Required action >> Copy exactly the stretch of data below from the line with "raw mode (ratatui::init)." through the line with "Resolve a configured", including both of those lines.

───── Dataset

//! Application state and event loop

use std::io;
use std::time::{Duration, Instant};

use chrono::{Local, NaiveDate};
use crossterm::event::{
    self, DisableMouseCapture, EnableMouseCapture, Event, KeyCode, KeyEvent, KeyEventKind,
    KeyModifiers, MouseButton, MouseEvent, MouseEventKind,
};
use crossterm::execute;
use ratatui::{buffer::Buffer, layout::Rect, widgets::Widget, DefaultTerminal, Frame};

use crate::calendar::{CalendarSurface, GestureSource};
use crate::services::resize;
use crate::services::settings::Settings;

use super::theme::Theme;
use super::widgets::{
    calendar_canvas::{cell_center, viewport_size, CalendarCanvas},
    header::Header,
    help::HelpPopup,
};

/// Display refresh interval
pub const FRAME_INTERVAL: Duration = Duration::from_millis(16);

/// Options for launching the TUI
#[derive(Debug, Clone)]
pub struct TuiOptions {
    pub settings: Settings,
    pub theme: Theme,
    /// Month to open at; today when absent
    pub date: Option<NaiveDate>,
}

/// Main application
pub struct App {
    surface: CalendarSurface,
    settings: Settings,
    theme: Theme,
    area: Rect,
    show_help: bool,
    should_quit: bool,
}

impl App {
    /// Create the app and mount the calendar into `area`
    pub fn new(settings: Settings, theme: Theme, initial: NaiveDate, area: Rect) -> Self {
        let mut surface = CalendarSurface::new(settings);
        surface.set_dark(theme.is_dark());
        surface.observe_resize();
        surface.mount(initial, viewport_size(area, settings.cell));
        Self {
            surface,
            settings,
            theme,
            area,
            show_help: false,
            should_quit: false,
        }
    }

    pub fn surface(&self) -> &CalendarSurface {
        &self.surface
    }

    pub fn show_help(&self) -> bool {
        self.show_help
    }

    /// Check if app should quit
    pub fn should_quit(&self) -> bool {
        self.should_quit
    }

    /// Handle one terminal event at `now` ms. Returns whether the screen
    /// changed outside the calendar's own frame schedule.
    pub fn handle_event(&mut self, event: Event, now: f64) -> bool {
        match event {
            Event::Key(key) if key.kind == KeyEventKind::Press => self.handle_key(key),
            Event::Mouse(mouse) if !self.show_help => self.handle_mouse(mouse, now),
            Event::Resize(width, height) => {
                self.area = Rect::new(0, 0, width, height);
                resize::notify_all(viewport_size(self.area, self.settings.cell));
                false
            }
            _ => false,
        }
    }

    fn handle_key(&mut self, key: KeyEvent) -> bool {
        let step = self.settings.wheel_step;
        let page = (self.surface.viewport().height - self.settings.layout.viewport_padding_top)
            .max(step);
        match key.code {
            KeyCode::Char('c') if key.modifiers.contains(KeyModifiers::CONTROL) => {
                self.should_quit = true;
            }
            KeyCode::Char('q') | KeyCode::Char('Q') => {
                self.should_quit = true;
            }
            KeyCode::Esc => {
                if self.show_help {
                    self.show_help = false;
                } else {
                    self.should_quit = true;
                }
            }
            KeyCode::Char('?') => {
                self.show_help = !self.show_help;
            }
            _ if self.show_help => return false,
            KeyCode::Down | KeyCode::Char('j') => self.surface.wheel(step),
            KeyCode::Up | KeyCode::Char('k') => self.surface.wheel(-step),
            KeyCode::PageDown => self.surface.wheel(page),
            KeyCode::PageUp => self.surface.wheel(-page),
            KeyCode::Char('t') => {
                self.surface.scroll_to_date(Local::now().date_naive());
            }
            _ => return false,
        }
        true
    }

    fn handle_mouse(&mut self, mouse: MouseEvent, now: f64) -> bool {
        let position = cell_center(self.area, mouse.column, mouse.row, self.settings.cell);
        match mouse.kind {
            MouseEventKind::Down(MouseButton::Left) => {
                self.surface.gesture_start(GestureSource::Mouse, position, now);
                false
            }
            MouseEventKind::Drag(MouseButton::Left) => {
                self.surface.gesture_move(GestureSource::Mouse, position, now);
                false
            }
            MouseEventKind::Up(MouseButton::Left) => {
                self.surface.gesture_end(GestureSource::Mouse, now);
                false
            }
            MouseEventKind::ScrollDown => {
                self.surface.wheel(self.settings.wheel_step);
                false
            }
            MouseEventKind::ScrollUp => {
                self.surface.wheel(-self.settings.wheel_step);
                false
            }
            MouseEventKind::Moved => {
                let before = self.surface.hover().target().map(|t| t.day);
                let after = self.surface.pointer_hover(position);
                before != after
            }
            _ => false,
        }
    }

    /// Run one calendar frame; returns whether it drew
    pub fn tick(&mut self, now: f64) -> bool {
        self.surface.set_today(Local::now().date_naive());
        self.surface.run_frame(now)
    }

    /// Draw the application
    pub fn draw(&self, frame: &mut Frame) {
        frame.render_widget(self, frame.area());
    }
}

impl Widget for &App {
    fn render(self, area: Rect, buf: &mut Buffer) {
        let cell = self.settings.cell;
        CalendarCanvas::new(self.surface.scene(), cell, self.theme)
            .with_hover(self.surface.hover().target())
            .render(area, buf);
        Header::new(
            self.surface.current_label(),
            &self.settings.layout,
            cell,
            self.theme,
        )
        .render(area, buf);

        if self.show_help {
            let popup_area = HelpPopup::centered_area(area);
            HelpPopup::new(self.theme).render(popup_area, buf);
        }
    }
}

/// Run the TUI application
pub fn run(options: TuiOptions) -> anyhow::Result<()> {
    let mut terminal = ratatui::init();
    execute!(io::stdout(), EnableMouseCapture)?;
    let result = run_app(&mut terminal, options);
    let _ = execute!(io::stdout(), DisableMouseCapture);
    ratatui::restore();
    result
}

fn elapsed_ms(clock: Instant) -> f64 {
    clock.elapsed().as_secs_f64() * 1000.0
}

fn run_app(terminal: &mut DefaultTerminal, options: TuiOptions) -> anyhow::Result<()> {
    let size = terminal.size()?;
    let area = Rect::new(0, 0, size.width, size.height);
    let initial = options.date.unwrap_or_else(|| Local::now().date_naive());
    let mut app = App::new(options.settings, options.theme, initial, area);

    let clock = Instant::now();
    let mut next_frame = Instant::now() + FRAME_INTERVAL;
    let mut dirty = true;

    loop {
        if dirty {
            terminal.draw(|frame| app.draw(frame))?;
            dirty = false;
        }

        if app.should_quit() {
            break;
        }

        // Wait for input until the next frame is due
        let timeout = next_frame.saturating_duration_since(Instant::now());
        if event::poll(timeout)? {
            let ev = event::read()?;
            dirty |= app.handle_event(ev, elapsed_ms(clock));
        }

        let now = Instant::now();
        if now >= next_frame {
            dirty |= app.tick(elapsed_ms(clock));
            next_frame += FRAME_INTERVAL;
            if next_frame < now {
                next_frame = now + FRAME_INTERVAL;
            }
        }
    }

    tracing::info!("calendar closed");
    Ok(())
}
//! Terminal theme detection and color mapping

use ratatui::style::Color;

use crate::calendar::palette::{ColorRole, Rgba};
use crate::services::settings::ThemePreference;

/// Terminal color scheme (dark or light background)
#[derive(Debug, Clone, Copy, PartialEq, Eq, Default)]
pub enum Theme {
    #[default]
    Dark,
    Light,
}

impl Theme {
    /// Auto-detect terminal theme from background luminance.
    /// Must be called **before** entering raw mode (ratatui::init).
    /// Falls back to Dark if detection fails.
    pub fn detect() -> Self {
        match terminal_light::luma() {
            Ok(luma) if luma > 0.6 => Self::Light,
            _ => Self::Dark,
        }
    }

    /// Resolve a configured preference, detecting only for `Auto`
    pub fn from_preference(preference: ThemePreference) -> Self {
        match preference {
            ThemePreference::Auto => Self::detect(),
            ThemePreference::Light => Self::Light,
            ThemePreference::Dark => Self::Dark,
        }
    }

    pub fn is_dark(self) -> bool {
        self == Self::Dark
    }

    /// Surface background
    pub fn background(self) -> Rgba {
        ColorRole::Background.resolve(self.is_dark())
    }

    /// Map a scene color onto the terminal, compositing translucent colors
    /// over `under` (or the background)
    pub fn color(self, rgba: Rgba, under: Option<Rgba>) -> Color {
        let solid = if rgba.is_opaque() {
            rgba
        } else {
            rgba.over(under.unwrap_or_else(|| self.background()))
        };
        Color::Rgb(solid.r, solid.g, solid.b)
    }

    /// Primary text color (header, help text)
    pub fn text(self) -> Color {
        match self {
            Self::Dark => Color::White,
            Self::Light => Color::Black,
        }
    }

    /// Accent color (current month, keybinding keys)
    pub fn accent(self) -> Color {
        match self {
            Self::Dark => Color::Cyan,
            Self::Light => Color::Indexed(25), // dark blue (ANSI 256)
        }
    }

    /// Secondary/muted text (separators, weekday labels, hints)
    pub fn muted(self) -> Color {
        match self {
            Self::Dark => Color::DarkGray,
            Self::Light => Color::Gray,
        }
    }

    /// Section header color in popups
    pub fn heading(self) -> Color {
        match self {
            Self::Dark => Color::Yellow,
            Self::Light => Color::Indexed(130), // dark orange/yellow (ANSI 256)
        }
    }
}

#[cfg(test)]
mod tests {
    use super::*;

    #[test]
    fn test_dark_theme_colors() {
        let t = Theme::Dark;
        assert_eq!(t.text(), Color::White);
        assert_eq!(t.accent(), Color::Cyan);
        assert_eq!(t.muted(), Color::DarkGray);
        assert_eq!(t.heading(), Color::Yellow);
    }

    #[test]
    fn test_light_theme_colors() {
        let t = Theme::Light;
        assert_eq!(t.text(), Color::Black);
        assert_eq!(t.accent(), Color::Indexed(25));
        assert_eq!(t.muted(), Color::Gray);
        assert_eq!(t.heading(), Color::Indexed(130));
    }

    #[test]
    fn test_default_is_dark() {
        assert_eq!(Theme::default(), Theme::Dark);
    }

    #[test]
    fn test_explicit_preference_skips_detection() {
        assert_eq!(Theme::from_preference(ThemePreference::Light), Theme::Light);
        assert_eq!(Theme::from_preference(ThemePreference::Dark), Theme::Dark);
    }

    #[test]
    fn test_opaque_color_maps_directly() {
        let c = Theme::Light.color(Rgba::rgb(0xee, 0x33, 0x33), None);
        assert_eq!(c, Color::Rgb(0xee, 0x33, 0x33));
    }

    #[test]
    fn test_translucent_color_composited() {
        // divider over the white light background
        let c = Theme::Light.color(ColorRole::Divider.resolve(false), None);
        assert_eq!(c, Color::Rgb(224, 224, 224));
    }
}
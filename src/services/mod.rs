//! Layout, scheduling and gesture services behind the calendar surface

pub mod grid;
pub mod inertia;
pub mod layout_cache;
pub mod range_cover;
pub mod resize;
pub mod scheduler;
pub mod settings;
pub mod virtual_range;

pub use inertia::{GestureState, InertiaScrollEngine};
pub use layout_cache::MonthLayoutCache;
pub use range_cover::{find_max_le, find_min_ge, min_range_cover};
pub use resize::{observe_resize, ResizeGuard, SurfaceId};
pub use scheduler::{FrameHandle, FrameQueue};
pub use settings::{LayoutMetrics, Settings};
pub use virtual_range::{VirtualRangeResolver, VisibleRange};
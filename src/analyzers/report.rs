use crate::analyzers::aggregate::totals_by_day;
use crate::analyzers::ranking::{lowest_contiguous_window, top_k};
use crate::analyzers::types::{ContiguousWindow, DailyTotal};
use crate::dataset::{Dataset, Entry};
use crate::error::{Result, TrafficError};
use serde::Serialize;
use tracing::info;

/// Everything the summary report shows, computed in one pass over a dataset.
#[derive(Debug, Clone, PartialEq, Eq, Serialize)]
pub struct Report {
    pub total: u64,
    /// Calendar order.
    pub daily_totals: Vec<DailyTotal>,
    /// Highest count first.
    pub top: Vec<Entry>,
    pub window_seconds: i64,
    /// `None` when no contiguous run is long enough for the window.
    pub lowest_window: Option<ContiguousWindow>,
}

impl Report {
    /// Builds the report without reordering the caller's dataset.
    ///
    /// A missing eligible window is not an error here; it leaves
    /// `lowest_window` empty. Every other failure is returned.
    #[tracing::instrument(skip(dataset), fields(entries = dataset.len()))]
    pub fn build(dataset: &Dataset, top: usize, window_seconds: i64) -> Result<Self> {
        let lowest_window = match lowest_contiguous_window(dataset, window_seconds) {
            Ok(window) => Some(window),
            Err(TrafficError::NoEligibleWindow { longest_run, .. }) => {
                info!(longest_run, "No contiguous run covers the window");
                None
            }
            Err(e) => return Err(e),
        };

        Ok(Report {
            total: dataset.total_count(),
            daily_totals: totals_by_day(dataset),
            top: top_k(dataset, top)?,
            window_seconds,
            lowest_window,
        })
    }
}

#[cfg(test)]
mod tests {
    use super::*;

    fn sample() -> Dataset {
        Dataset::from_lines([
            "33 2021-12-08T18:00:00",
            "5 2021-12-01T05:00:00",
            "12 2021-12-01T05:30:00",
            "14 2021-12-01T06:00:00",
            "4 2021-12-09T00:00:00",
        ])
        .unwrap()
    }

    #[test]
    fn test_build_report() {
        let report = Report::build(&sample(), 2, 90 * 60).unwrap();

        assert_eq!(report.total, 68);
        let days: Vec<&str> = report
            .daily_totals
            .iter()
            .map(|t| t.day.as_str())
            .collect();
        assert_eq!(days, vec!["2021-12-01", "2021-12-08", "2021-12-09"]);
        assert_eq!(report.top[0].count(), 33);
        assert_eq!(report.top[1].count(), 14);
        assert_eq!(report.lowest_window.map(|w| w.total), Some(31));
    }

    #[test]
    fn test_build_without_eligible_window() {
        let report = Report::build(&sample(), 1, 4 * 60 * 60).unwrap();
        assert!(report.lowest_window.is_none());
    }

    #[test]
    fn test_build_propagates_ranking_errors() {
        assert!(matches!(
            Report::build(&sample(), 10, 90 * 60),
            Err(TrafficError::InsufficientData { .. })
        ));
        assert!(matches!(
            Report::build(&sample(), 1, 45 * 60),
            Err(TrafficError::InvalidWindow { .. })
        ));
    }
}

──────────

Written solution >>
    /// Must be called **before** entering raw mode (ratatui::init).
    /// Falls back to Dark if detection fails.
    pub fn detect() -> Self {
        match terminal_light::luma() {
            Ok(luma) if luma > 0.6 => Self::Light,
            _ => Self::Dark,
        }
    }

    /// Resolve a configured preference, detecting only for `Auto`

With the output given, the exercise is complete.